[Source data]
-*-*-

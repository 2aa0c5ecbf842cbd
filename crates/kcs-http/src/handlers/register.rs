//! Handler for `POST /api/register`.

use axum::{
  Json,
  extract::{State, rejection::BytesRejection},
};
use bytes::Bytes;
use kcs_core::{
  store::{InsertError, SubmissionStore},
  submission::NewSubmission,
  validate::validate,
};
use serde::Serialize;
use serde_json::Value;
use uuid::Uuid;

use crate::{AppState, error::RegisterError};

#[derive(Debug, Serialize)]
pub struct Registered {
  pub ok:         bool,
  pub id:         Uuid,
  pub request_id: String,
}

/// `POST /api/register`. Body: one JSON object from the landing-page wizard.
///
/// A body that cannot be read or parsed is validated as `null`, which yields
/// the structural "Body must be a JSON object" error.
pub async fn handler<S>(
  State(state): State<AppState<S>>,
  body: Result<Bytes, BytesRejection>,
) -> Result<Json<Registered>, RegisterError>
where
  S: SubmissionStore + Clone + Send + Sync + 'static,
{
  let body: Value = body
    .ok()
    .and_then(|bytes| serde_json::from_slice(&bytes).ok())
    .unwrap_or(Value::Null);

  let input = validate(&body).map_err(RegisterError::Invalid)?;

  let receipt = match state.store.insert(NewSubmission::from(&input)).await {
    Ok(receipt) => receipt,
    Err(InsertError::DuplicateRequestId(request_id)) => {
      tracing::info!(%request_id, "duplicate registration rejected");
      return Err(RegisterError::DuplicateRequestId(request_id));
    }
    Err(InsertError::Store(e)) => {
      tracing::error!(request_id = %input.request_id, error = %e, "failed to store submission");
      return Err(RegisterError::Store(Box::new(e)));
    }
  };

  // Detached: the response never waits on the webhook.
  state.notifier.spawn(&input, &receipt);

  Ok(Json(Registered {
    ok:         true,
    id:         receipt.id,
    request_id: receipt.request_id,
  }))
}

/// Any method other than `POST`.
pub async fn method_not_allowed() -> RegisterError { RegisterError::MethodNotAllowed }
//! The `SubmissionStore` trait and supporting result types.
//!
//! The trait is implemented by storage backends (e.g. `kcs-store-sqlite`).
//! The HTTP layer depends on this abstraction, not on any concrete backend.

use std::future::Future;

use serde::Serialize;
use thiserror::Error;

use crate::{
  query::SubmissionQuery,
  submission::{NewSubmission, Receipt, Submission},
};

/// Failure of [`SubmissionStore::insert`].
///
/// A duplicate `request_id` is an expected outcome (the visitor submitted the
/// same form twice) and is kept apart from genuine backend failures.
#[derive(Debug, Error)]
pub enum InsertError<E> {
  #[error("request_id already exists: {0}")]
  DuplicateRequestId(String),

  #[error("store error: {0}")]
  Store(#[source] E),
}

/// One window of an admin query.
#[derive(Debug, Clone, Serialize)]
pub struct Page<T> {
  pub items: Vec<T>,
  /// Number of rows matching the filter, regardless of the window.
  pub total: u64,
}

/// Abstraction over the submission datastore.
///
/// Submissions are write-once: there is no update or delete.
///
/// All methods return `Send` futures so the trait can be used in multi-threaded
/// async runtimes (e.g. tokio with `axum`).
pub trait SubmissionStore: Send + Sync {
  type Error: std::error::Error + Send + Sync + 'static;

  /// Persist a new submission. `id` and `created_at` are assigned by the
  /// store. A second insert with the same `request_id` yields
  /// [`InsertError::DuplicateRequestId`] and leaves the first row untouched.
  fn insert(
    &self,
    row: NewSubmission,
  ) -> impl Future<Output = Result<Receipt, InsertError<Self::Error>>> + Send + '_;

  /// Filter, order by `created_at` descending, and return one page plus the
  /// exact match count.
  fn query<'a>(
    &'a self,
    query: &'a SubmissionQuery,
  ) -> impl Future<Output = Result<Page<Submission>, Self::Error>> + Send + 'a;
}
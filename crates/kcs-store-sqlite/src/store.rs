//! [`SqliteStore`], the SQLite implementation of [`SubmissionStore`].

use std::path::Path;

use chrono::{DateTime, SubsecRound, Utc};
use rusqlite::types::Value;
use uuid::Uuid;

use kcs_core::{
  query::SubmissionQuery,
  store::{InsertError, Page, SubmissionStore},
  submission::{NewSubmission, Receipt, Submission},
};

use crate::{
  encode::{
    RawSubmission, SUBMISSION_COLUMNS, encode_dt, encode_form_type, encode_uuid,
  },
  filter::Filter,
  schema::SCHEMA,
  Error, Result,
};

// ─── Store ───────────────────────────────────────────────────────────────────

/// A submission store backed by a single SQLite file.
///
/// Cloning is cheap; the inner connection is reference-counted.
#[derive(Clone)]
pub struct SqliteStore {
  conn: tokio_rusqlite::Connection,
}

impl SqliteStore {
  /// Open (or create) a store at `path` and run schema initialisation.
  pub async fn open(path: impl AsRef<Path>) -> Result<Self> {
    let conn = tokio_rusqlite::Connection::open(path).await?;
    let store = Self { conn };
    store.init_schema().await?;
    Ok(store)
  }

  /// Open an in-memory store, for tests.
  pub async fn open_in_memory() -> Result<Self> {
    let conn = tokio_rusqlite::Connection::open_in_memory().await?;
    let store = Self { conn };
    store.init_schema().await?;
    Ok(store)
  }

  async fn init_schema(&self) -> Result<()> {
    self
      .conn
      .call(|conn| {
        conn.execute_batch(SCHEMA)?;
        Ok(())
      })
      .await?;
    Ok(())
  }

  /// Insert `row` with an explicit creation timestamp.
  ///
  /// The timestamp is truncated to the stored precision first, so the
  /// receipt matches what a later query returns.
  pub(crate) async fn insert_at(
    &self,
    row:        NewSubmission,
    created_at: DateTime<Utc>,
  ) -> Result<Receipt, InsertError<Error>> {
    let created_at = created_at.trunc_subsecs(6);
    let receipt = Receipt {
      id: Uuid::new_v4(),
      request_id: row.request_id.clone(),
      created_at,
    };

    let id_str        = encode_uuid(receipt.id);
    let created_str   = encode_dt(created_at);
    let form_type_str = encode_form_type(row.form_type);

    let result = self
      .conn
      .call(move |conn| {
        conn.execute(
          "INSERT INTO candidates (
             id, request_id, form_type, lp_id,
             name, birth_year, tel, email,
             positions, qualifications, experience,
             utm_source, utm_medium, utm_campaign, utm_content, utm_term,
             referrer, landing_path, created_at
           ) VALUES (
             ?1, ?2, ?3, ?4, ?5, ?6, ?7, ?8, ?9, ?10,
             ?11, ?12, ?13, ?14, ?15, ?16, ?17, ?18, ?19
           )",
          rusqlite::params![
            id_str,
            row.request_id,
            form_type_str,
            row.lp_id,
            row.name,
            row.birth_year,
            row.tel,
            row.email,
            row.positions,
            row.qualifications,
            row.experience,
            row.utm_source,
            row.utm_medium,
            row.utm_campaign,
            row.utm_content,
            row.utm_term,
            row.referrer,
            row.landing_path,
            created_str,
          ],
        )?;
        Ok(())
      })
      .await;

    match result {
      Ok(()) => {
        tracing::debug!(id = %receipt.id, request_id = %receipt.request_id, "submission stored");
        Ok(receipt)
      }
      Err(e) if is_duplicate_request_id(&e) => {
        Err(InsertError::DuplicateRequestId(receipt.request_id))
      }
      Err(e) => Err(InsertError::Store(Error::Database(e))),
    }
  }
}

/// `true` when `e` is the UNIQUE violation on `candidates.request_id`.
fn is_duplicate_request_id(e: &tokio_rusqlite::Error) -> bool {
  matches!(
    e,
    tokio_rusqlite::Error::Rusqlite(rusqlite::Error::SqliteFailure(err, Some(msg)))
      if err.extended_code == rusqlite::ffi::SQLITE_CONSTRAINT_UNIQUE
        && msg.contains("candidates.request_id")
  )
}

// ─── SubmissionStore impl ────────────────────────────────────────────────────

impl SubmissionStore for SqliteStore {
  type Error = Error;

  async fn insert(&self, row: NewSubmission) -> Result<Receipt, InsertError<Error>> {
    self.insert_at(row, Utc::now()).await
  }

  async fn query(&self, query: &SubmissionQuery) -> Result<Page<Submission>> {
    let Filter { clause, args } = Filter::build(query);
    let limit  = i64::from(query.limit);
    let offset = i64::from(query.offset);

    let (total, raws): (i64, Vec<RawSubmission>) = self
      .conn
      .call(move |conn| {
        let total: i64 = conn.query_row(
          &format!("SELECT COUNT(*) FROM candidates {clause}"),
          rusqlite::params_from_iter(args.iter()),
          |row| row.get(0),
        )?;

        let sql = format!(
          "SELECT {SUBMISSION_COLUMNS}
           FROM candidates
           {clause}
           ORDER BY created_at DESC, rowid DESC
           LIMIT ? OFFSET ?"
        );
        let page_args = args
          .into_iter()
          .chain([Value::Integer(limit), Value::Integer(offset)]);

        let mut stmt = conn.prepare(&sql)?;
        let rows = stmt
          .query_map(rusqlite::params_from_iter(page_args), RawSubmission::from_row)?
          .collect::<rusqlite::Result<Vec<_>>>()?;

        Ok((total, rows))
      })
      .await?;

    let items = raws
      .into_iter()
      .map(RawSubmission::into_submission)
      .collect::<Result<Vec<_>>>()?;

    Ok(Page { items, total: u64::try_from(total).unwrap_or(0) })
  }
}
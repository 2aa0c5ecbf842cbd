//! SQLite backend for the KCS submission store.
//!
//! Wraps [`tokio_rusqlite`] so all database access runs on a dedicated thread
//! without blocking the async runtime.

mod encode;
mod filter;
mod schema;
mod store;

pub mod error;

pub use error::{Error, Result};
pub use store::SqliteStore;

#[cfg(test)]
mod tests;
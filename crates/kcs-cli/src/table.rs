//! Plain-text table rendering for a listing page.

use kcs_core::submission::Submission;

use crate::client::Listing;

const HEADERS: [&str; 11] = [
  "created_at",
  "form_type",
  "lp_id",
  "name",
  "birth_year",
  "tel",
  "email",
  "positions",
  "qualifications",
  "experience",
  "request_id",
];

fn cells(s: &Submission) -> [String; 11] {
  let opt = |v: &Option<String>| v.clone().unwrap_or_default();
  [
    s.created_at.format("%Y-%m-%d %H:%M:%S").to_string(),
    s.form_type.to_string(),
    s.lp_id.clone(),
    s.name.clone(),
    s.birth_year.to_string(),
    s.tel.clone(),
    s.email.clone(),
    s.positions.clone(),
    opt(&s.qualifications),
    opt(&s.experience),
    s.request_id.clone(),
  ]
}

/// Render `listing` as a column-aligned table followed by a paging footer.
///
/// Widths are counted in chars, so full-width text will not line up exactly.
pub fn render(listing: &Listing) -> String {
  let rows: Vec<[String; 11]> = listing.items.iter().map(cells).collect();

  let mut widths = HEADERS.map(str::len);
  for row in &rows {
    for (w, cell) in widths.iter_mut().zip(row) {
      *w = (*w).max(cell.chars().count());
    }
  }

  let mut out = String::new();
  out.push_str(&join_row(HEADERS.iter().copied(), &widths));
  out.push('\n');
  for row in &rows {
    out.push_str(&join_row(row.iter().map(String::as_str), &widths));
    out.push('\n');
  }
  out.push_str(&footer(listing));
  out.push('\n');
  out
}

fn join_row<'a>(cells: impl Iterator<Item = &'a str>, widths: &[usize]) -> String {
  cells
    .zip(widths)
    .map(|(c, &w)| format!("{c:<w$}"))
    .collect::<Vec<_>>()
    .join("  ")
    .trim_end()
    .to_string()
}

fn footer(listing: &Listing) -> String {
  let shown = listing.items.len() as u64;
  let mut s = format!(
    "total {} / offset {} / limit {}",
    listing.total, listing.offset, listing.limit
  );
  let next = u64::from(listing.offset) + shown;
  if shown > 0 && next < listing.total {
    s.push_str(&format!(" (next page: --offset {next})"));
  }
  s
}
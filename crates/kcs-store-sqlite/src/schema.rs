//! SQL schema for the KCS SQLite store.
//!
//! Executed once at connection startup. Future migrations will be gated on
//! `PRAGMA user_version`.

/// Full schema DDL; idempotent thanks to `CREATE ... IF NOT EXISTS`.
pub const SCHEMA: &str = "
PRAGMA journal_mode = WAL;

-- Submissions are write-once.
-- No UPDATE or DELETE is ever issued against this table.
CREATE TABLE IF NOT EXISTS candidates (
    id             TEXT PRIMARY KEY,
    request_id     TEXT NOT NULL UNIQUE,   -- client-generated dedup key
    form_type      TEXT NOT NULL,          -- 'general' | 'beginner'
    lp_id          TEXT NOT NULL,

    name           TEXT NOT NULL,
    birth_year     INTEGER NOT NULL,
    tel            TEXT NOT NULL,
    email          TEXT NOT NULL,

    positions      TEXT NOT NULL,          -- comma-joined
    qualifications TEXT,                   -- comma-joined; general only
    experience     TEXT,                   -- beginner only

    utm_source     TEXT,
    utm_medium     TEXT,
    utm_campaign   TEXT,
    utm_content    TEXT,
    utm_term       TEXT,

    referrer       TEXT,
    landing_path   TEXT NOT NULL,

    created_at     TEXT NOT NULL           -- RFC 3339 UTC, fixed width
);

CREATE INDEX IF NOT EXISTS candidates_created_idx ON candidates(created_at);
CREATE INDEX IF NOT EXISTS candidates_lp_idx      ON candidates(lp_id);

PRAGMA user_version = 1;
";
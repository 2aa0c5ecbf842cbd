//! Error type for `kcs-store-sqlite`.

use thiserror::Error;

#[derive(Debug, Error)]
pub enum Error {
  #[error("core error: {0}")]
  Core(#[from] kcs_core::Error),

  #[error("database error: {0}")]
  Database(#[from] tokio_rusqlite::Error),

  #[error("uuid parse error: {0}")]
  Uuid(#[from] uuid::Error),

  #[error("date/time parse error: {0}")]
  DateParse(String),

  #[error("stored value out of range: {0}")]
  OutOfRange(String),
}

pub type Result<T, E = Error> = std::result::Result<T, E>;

-*-*-

Return all lines of the data in which the string "clause" appears.

    let Filter { clause, args } = Filter::build(query);
          &format!("SELECT COUNT(*) FROM candidates {clause}"),
           {clause}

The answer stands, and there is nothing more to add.